De pronto le vi nadar, venía lanzando frazadas furiosas. Varias veces intenté decirle que si se cogía de la cuerda que amarraba el bote le sería más fácil subir a bordo pero su soberbia actuación me hizo callar y reírme en mis adentros.

Cuando hubo recuperado el aliento y ya casi había terminado de quitarse la mugre pegada a su espalda, el joven Jesucristo me instigó a que le comentara sobre cuál era el tipo divinidad en la que creía.

Yo le dije lo que todo escéptico creyente le diría. Le hablé de la energía, de lo desconocido, de esa fe de comulgar a solas y de ese libre albedrio que nos daba el existir.

«Te revolcaras entre tus huesos cuando estés en la tumba», me respondió y cuando lo invité a  que me compartiera su creencia, con tono arrogante se levantó, me miró fijo a los ojos, me dijo seguro de sí  mismo que él era el padre, el hijo y el espíritu santo.

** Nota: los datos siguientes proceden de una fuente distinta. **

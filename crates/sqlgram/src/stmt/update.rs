use crate::coerce::{self, Operand, must};
use crate::error::{BuildError, BuildResult};
use crate::grammar::{Correlation, UpdateStatementSearched};
use crate::meta::Table;

use super::insert::resolve_values;

/// `UPDATE table SET ... [WHERE ...]`
#[derive(Debug, Clone, PartialEq)]
pub struct UpdateStatement {
    statement: UpdateStatementSearched,
}

/// Start an UPDATE assigning `values`, with columns in name order.
///
/// Fails like [`insert`](super::insert).
pub fn update<'a, I, K, V>(
    table: impl Into<Option<&'a Table>>,
    values: I,
) -> BuildResult<UpdateStatement>
where
    I: IntoIterator<Item = (K, V)>,
    K: Into<String>,
    V: Into<Operand>,
{
    let table = table.into().ok_or(BuildError::TableRequired)?;
    let (columns, values) = resolve_values("update", table, values)?;
    Ok(UpdateStatement {
        statement: UpdateStatementSearched {
            table: table.name().to_string(),
            correlation: table.alias_name().map(Correlation::new),
            columns,
            values,
            where_clause: None,
        },
    })
}

impl UpdateStatement {
    /// Add a search condition, ANDed with any existing one.
    pub fn where_(mut self, condition: impl Into<Operand>) -> Self {
        let condition = must(
            "where",
            "condition",
            coerce::boolean_value_expression(condition.into()),
        );
        self.statement.where_clause = Some(match self.statement.where_clause.take() {
            Some(existing) => existing.and(condition),
            None => condition,
        });
        self
    }

    pub fn statement(&self) -> &UpdateStatementSearched {
        &self.statement
    }
}
use super::table::RelationRef;
use crate::grammar::{
    ColumnReference, Correlation, IdentifierChain, NonParenthesizedValueExpressionPrimary,
    SortSpecification,
};

/// A named column owned by a table or derived table.
#[derive(Debug, Clone, PartialEq)]
pub struct Column {
    name: String,
    alias: Option<String>,
    owner: RelationRef,
}

impl Column {
    pub(crate) fn new(name: String, owner: RelationRef) -> Self {
        Self {
            name,
            alias: None,
            owner,
        }
    }

    pub fn name(&self) -> &str {
        &self.name
    }

    pub fn alias_name(&self) -> Option<&str> {
        self.alias.as_deref()
    }

    pub fn owner(&self) -> &RelationRef {
        &self.owner
    }

    /// Copy of this column projected under `alias`.
    pub fn alias(&self, alias: impl Into<String>) -> Column {
        Column {
            alias: Some(alias.into()),
            ..self.clone()
        }
    }

    /// `[owner, column]`, qualified by the owner's alias when it has one.
    pub fn identifier_chain(&self) -> IdentifierChain {
        IdentifierChain(vec![self.owner.name().to_string(), self.name.clone()])
    }

    /// Reference for predicate and expression positions; never aliased.
    pub fn reference(&self) -> ColumnReference {
        ColumnReference {
            chain: self.identifier_chain(),
            correlation: None,
            source: Some(self.owner.clone()),
        }
    }

    /// Reference for a select list item, carrying the projection alias.
    pub fn projection(&self) -> ColumnReference {
        ColumnReference {
            correlation: self.alias.as_ref().map(Correlation::new),
            ..self.reference()
        }
    }

    pub fn asc(&self) -> SortSpecification {
        self.sort().asc()
    }

    pub fn desc(&self) -> SortSpecification {
        self.sort().desc()
    }

    fn sort(&self) -> SortSpecification {
        SortSpecification::new(
            NonParenthesizedValueExpressionPrimary::ColumnReference(self.reference()).into(),
        )
    }
}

Acto seguido se subió sobre el borde de la popa y se abalanzó hacia el mar. No alcancé a gritarle que tuviera cuidado con la cuerda que se le había enredado entre las piernas.

El padre, el hijo y el espíritu santo resbalaron por el asiento, se golpearon la cabeza contra el casco, tragaron agua y volvieron a golpearse contra el armazón de la canoa y después de mucho luchar contra su propia torpeza nadaron con todo su orgullo hacia la playa.

El mundo está lleno de locos… pensé y seguí observando y agradeciendo a Dios por aquel atardecer.